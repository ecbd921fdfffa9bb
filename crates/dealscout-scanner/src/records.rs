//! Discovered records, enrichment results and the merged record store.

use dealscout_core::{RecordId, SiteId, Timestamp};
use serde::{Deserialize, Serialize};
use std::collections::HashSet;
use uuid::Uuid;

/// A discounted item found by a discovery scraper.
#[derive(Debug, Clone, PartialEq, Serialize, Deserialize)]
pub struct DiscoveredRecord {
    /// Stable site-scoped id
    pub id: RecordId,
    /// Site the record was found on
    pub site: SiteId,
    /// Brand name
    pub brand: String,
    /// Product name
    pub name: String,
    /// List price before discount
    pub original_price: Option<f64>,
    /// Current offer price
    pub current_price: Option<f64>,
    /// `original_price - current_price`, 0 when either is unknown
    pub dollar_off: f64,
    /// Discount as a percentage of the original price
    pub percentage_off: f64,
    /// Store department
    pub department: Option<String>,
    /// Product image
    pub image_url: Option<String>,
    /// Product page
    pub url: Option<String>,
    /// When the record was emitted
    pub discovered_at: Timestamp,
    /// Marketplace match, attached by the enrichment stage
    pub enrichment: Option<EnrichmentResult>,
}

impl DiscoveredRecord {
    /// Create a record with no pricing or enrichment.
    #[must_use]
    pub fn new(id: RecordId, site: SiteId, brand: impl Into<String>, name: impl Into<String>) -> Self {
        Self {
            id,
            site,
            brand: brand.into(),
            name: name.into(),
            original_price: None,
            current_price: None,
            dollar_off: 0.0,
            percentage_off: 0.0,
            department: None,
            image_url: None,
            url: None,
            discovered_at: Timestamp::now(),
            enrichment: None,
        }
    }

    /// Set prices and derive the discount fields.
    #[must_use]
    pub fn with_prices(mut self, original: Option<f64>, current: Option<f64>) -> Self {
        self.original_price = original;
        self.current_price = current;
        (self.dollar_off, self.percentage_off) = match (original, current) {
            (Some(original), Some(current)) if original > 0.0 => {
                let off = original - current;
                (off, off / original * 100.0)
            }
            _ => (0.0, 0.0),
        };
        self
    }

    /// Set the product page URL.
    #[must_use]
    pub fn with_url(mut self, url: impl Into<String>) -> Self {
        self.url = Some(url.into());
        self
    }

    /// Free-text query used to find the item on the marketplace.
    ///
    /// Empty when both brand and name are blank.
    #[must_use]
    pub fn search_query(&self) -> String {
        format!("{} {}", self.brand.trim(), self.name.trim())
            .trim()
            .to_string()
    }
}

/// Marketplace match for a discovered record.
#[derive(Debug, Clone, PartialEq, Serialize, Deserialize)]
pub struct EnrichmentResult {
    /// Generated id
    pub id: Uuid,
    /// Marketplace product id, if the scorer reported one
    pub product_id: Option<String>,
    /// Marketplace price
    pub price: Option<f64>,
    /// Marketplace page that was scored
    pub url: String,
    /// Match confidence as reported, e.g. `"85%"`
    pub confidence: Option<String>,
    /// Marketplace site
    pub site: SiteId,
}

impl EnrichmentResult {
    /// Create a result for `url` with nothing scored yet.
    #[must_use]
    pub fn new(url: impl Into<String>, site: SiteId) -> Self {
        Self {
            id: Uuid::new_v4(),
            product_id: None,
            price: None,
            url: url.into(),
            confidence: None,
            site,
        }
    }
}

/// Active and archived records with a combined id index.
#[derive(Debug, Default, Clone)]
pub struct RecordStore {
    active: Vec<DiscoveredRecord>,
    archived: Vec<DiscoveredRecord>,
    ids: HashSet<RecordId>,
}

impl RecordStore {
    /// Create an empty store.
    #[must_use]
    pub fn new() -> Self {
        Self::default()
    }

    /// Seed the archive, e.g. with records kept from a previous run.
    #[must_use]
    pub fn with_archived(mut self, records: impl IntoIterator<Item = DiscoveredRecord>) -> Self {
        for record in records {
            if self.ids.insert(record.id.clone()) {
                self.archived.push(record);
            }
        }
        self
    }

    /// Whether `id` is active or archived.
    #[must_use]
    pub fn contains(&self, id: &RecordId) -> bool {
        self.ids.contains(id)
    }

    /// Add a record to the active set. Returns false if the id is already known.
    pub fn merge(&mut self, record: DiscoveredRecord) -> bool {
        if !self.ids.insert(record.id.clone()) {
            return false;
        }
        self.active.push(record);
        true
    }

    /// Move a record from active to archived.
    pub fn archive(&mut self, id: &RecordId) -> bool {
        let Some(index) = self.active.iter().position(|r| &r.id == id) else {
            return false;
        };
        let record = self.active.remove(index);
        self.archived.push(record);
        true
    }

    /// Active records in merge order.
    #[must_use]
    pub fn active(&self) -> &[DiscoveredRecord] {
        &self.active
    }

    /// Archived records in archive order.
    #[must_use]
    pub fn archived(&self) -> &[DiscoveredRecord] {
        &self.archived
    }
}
◆ ◆ ◆ ◆ ◆ ◆ ◆
#### The problem
Each line in the records above that contains the word "Some" must be copied.

#### Result of the task
            (Some(original), Some(current)) if original > 0.0 => {
        self.url = Some(url.into());
        let Some(index) = self.active.iter().position(|r| &r.id == id) else {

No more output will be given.